The quantity of solar energy that can be produced in a given location, including the base area, is referred to as the prospective solar capacity related to that base area. Solar capacity is calculated using data on solar irradiation, installed capacity, and available area. In this instance, the base area can be used to determine the potential solar capacity. Specifically:

•   10 m² of polycrystalline material can yield 1 kilowatt (kW) of power.

•   8 m² of monocrystalline material can produce 1 kW of power.

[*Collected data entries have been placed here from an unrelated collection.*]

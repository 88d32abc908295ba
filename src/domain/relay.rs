use std::sync::atomic::{AtomicU64, Ordering};
use std::sync::Arc;
use std::time::Instant;

use futures::future::{self, Either};
use tokio::io::{AsyncRead, AsyncReadExt, AsyncWrite, AsyncWriteExt};
use tokio::task::JoinHandle;
use tracing::{debug, info, warn};
use uuid::Uuid;

use super::pool::{BufferPool, PooledBuffer};
use super::{Connection, ConnectionInfo, Destination, JoinPolicy, Protocol, Result, SessionReport};
use crate::ports::{DialerPort, TrackingPort};

/// Sent once the destination of a CONNECT request has been dialed.
pub const CONNECT_ESTABLISHED: &[u8] = b"HTTP/1.1 200 OK\r\n\r\n";

/// Sent when a CONNECT destination cannot be reached.
pub const CONNECT_FAILED: &[u8] = b"HTTP/1.1 500 proxy error\r\n\r\n";

/// Dials tunnel destinations and pumps bytes between the two ends.
///
/// The engine owns its buffer pool. Clones share the pool, the dialer and the
/// tracker.
#[derive(Clone)]
pub struct RelayEngine {
    dialer: Arc<dyn DialerPort>,
    tracker: Arc<dyn TrackingPort>,
    pool: BufferPool,
    policy: JoinPolicy,
}

impl RelayEngine {
    pub fn new(
        dialer: Arc<dyn DialerPort>,
        tracker: Arc<dyn TrackingPort>,
        pool: BufferPool,
        policy: JoinPolicy,
    ) -> Self {
        Self {
            dialer,
            tracker,
            pool,
            policy,
        }
    }

    pub fn pool(&self) -> &BufferPool {
        &self.pool
    }

    pub async fn dial(&self, destination: &Destination) -> Result<Connection> {
        self.dialer.dial(destination).await
    }

    /// Serve a CONNECT request on a connection that has already been detached
    /// from its HTTP reader.
    ///
    /// The status line is written on the raw connection: `500` if the dial
    /// fails, otherwise `200` followed by the relayed bytes.
    pub async fn connect(&self, mut client: Connection, destination: &Destination) -> Result<SessionReport> {
        let upstream = match self.dial(destination).await {
            Ok(upstream) => upstream,
            Err(e) => {
                warn!("Dial {}: {}", destination, e);
                write_status(&mut client, CONNECT_FAILED).await;
                return Err(e);
            }
        };

        client.write_all(CONNECT_ESTABLISHED).await?;
        client.flush().await?;

        Ok(self.relay(client, upstream, destination, "CONNECT", Protocol::Http).await)
    }

    /// Exchange bytes between `client` and `upstream` until the join policy
    /// declares the session over.
    pub async fn relay(
        &self,
        client: Connection,
        upstream: Connection,
        destination: &Destination,
        method: &str,
        protocol: Protocol,
    ) -> SessionReport {
        let info = ConnectionInfo::new(method.to_string(), destination.to_string(), protocol);
        let session = TunnelSession::new(info.id, destination.clone());
        if let Err(e) = self.tracker.track_connection(info).await {
            warn!("Tracking {}: {}", destination, e);
        }

        let report = session.run(client, upstream, &self.pool, self.policy).await;
        info!("{}", report);

        self.tracker.close_connection(session.id).await.ok();
        report
    }
}

/// Best-effort status line on a raw connection that carries no HTTP state.
pub async fn write_status(client: &mut Connection, status: &[u8]) {
    if let Err(e) = client.write_all(status).await {
        debug!("Writing status line: {}", e);
        return;
    }
    client.flush().await.ok();
}

/// A client connection paired with a dialed destination.
pub struct TunnelSession {
    pub id: Uuid,
    pub destination: Destination,
    pub started_at: Instant,
    client_to_destination: Arc<AtomicU64>,
    destination_to_client: Arc<AtomicU64>,
}

impl TunnelSession {
    pub fn new(id: Uuid, destination: Destination) -> Self {
        Self {
            id,
            destination,
            started_at: Instant::now(),
            client_to_destination: Arc::new(AtomicU64::new(0)),
            destination_to_client: Arc::new(AtomicU64::new(0)),
        }
    }

    async fn run(&self, client: Connection, upstream: Connection, pool: &BufferPool, policy: JoinPolicy) -> SessionReport {
        let half_close = policy == JoinPolicy::Symmetric;
        let shut_upstream = half_close && upstream.is_half_closeable();
        let shut_client = half_close && client.is_half_closeable();

        let (client_read, client_write) = tokio::io::split(client);
        let (upstream_read, upstream_write) = tokio::io::split(upstream);

        let outbound = spawn_copy(
            format!("client -> {}", self.destination),
            client_read,
            upstream_write,
            shut_upstream,
            pool.get(),
            self.client_to_destination.clone(),
        );
        let inbound = spawn_copy(
            format!("{} -> client", self.destination),
            upstream_read,
            client_write,
            shut_client,
            pool.get(),
            self.destination_to_client.clone(),
        );

        match policy {
            JoinPolicy::Symmetric => {
                let (outbound, inbound) = tokio::join!(outbound, inbound);
                log_join(outbound);
                log_join(inbound);
            }
            JoinPolicy::Asymmetric => match future::select(outbound, inbound).await {
                Either::Left((first, rest)) | Either::Right((first, rest)) => {
                    log_join(first);
                    rest.abort();
                    log_join(rest.await);
                }
            },
        }

        self.report()
    }

    pub fn report(&self) -> SessionReport {
        SessionReport {
            destination: self.destination.clone(),
            duration: self.started_at.elapsed(),
            client_to_destination: self.client_to_destination.load(Ordering::Acquire),
            destination_to_client: self.destination_to_client.load(Ordering::Acquire),
        }
    }
}

fn log_join(res: std::result::Result<(), tokio::task::JoinError>) {
    if let Err(e) = res {
        if !e.is_cancelled() {
            warn!("Relay task failed: {}", e);
        }
    }
}

fn spawn_copy<R, W>(
    label: String,
    mut reader: R,
    mut writer: W,
    half_close: bool,
    mut buf: PooledBuffer,
    counter: Arc<AtomicU64>,
) -> JoinHandle<()>
where
    R: AsyncRead + Unpin + Send + 'static,
    W: AsyncWrite + Unpin + Send + 'static,
{
    tokio::spawn(async move {
        let result = copy_counted(&mut reader, &mut writer, &mut buf, &counter).await;
        drop(buf);
        // No in-band error channel exists once the tunnel carries raw bytes.
        if let Err(e) = &result {
            debug!("Copy {}: {}", label, e);
        }
        if half_close {
            if let Err(e) = writer.shutdown().await {
                debug!("Half-close {}: {}", label, e);
            }
        }
        debug!("{} finished after {} bytes", label, counter.load(Ordering::Acquire));
    })
}

async fn copy_counted<R, W>(reader: &mut R, writer: &mut W, buf: &mut [u8], counter: &AtomicU64) -> std::io::Result<()>
where
    R: AsyncRead + Unpin,
    W: AsyncWrite + Unpin,
{
    loop {
        let n = reader.read(buf).await?;
        if n == 0 {
            return writer.flush().await;
        }
        writer.write_all(&buf[..n]).await?;
        counter.fetch_add(n as u64, Ordering::AcqRel);
    }
}
#![cfg(test)]
#![allow(dead_code)]

use std::net::SocketAddr;
use std::sync::Arc;
use tokio::task::JoinHandle;

use duoproxy::adapters::SessionTracker;
use duoproxy::app::Proxy;
use duoproxy::config::{ListenMode, ProxyConfig};

/// A proxy serving on ephemeral ports for the lifetime of the test.
pub struct TestProxyServer {
    addrs: Vec<(ListenMode, SocketAddr)>,
    tracker: Arc<SessionTracker>,
    _server_handles: Vec<JoinHandle<()>>,
}

impl TestProxyServer {
    /// One mixed HTTP+SOCKS5 listener.
    pub async fn start() -> Result<Self, Box<dyn std::error::Error>> {
        Self::start_with(ProxyConfig {
            bind: "127.0.0.1:0".to_string(),
            ..Default::default()
        })
        .await
    }

    /// Separate HTTP-only and SOCKS5-only listeners.
    pub async fn start_split() -> Result<Self, Box<dyn std::error::Error>> {
        Self::start_with(ProxyConfig {
            http: Some("127.0.0.1:0".to_string()),
            socks: Some("127.0.0.1:0".to_string()),
            ..Default::default()
        })
        .await
    }

    pub async fn start_with(config: ProxyConfig) -> Result<Self, Box<dyn std::error::Error>> {
        let proxy = Proxy::new(&config);
        let listeners = proxy.bind(&config).await?;

        let mut addrs = Vec::new();
        let mut handles = Vec::new();
        for (endpoint, listener) in config.listeners().into_iter().zip(listeners) {
            addrs.push((endpoint.mode, listener.local_addr()?));
            handles.push(tokio::spawn(async move {
                listener.serve().await.ok();
            }));
        }

        Ok(Self {
            addrs,
            tracker: proxy.tracker(),
            _server_handles: handles,
        })
    }

    pub fn addr(&self) -> SocketAddr {
        self.addrs[0].1
    }

    pub fn addr_for(&self, mode: ListenMode) -> SocketAddr {
        self.addrs
            .iter()
            .find(|(m, _)| *m == mode)
            .map(|(_, addr)| *addr)
            .expect("no listener for mode")
    }

    pub fn tracker(&self) -> Arc<SessionTracker> {
        self.tracker.clone()
    }
}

•   12 m² of amorphous thin film material can create 1 kW of power.

Total Area = 323,064.2 m2

Fig. 9 and Table 6 illustrate the potential of floating solar installations at UMPSA Pekan’s Lake. The total available surface area is 3,230,64.2 square meters. The tables analyze potential solar capacity (in MW) across three scenarios (Case I, Case II, and Case III) with varying land use percentages (60%, 40%, and 80%) and three solar panel types (polycrystalline, monocrystalline, and amorphous thin film). The potential ranges from 12.9 to 32.3 MW. As expected, potential capacity increases with higher scenario percentages (more land use) for all panel types. Both polycrystalline and monocrystalline panels consistently outperform amorphous thin film in terms of potential capacity across all scenarios. Considering the objective of maximizing solar generation, Case III (80% land use) with monocrystalline panels emerges as the most suitable option. This scenario boasts the highest potential capacity at 32.3 MW. Overall, the analysis suggests that maximizing land use (Case III) with monocrystalline panels offers the most promising approach for floatovoltaics at UMPSA Pekan’s lake. Table 7 presents the potential energy generation for the three scenarios (Case I, Case II, and Case III) with different coverage percentages (60%, 40%, and 80%) and the three types of solar panels. The annual energy yield ranges from 11,321.42 to 45,271.68 MWh. Case III with monocrystalline panels consistently shows the highest energy generation of 45,271 MWh, while Case II with amorphous thin film panels consistently has the lowest energy generation.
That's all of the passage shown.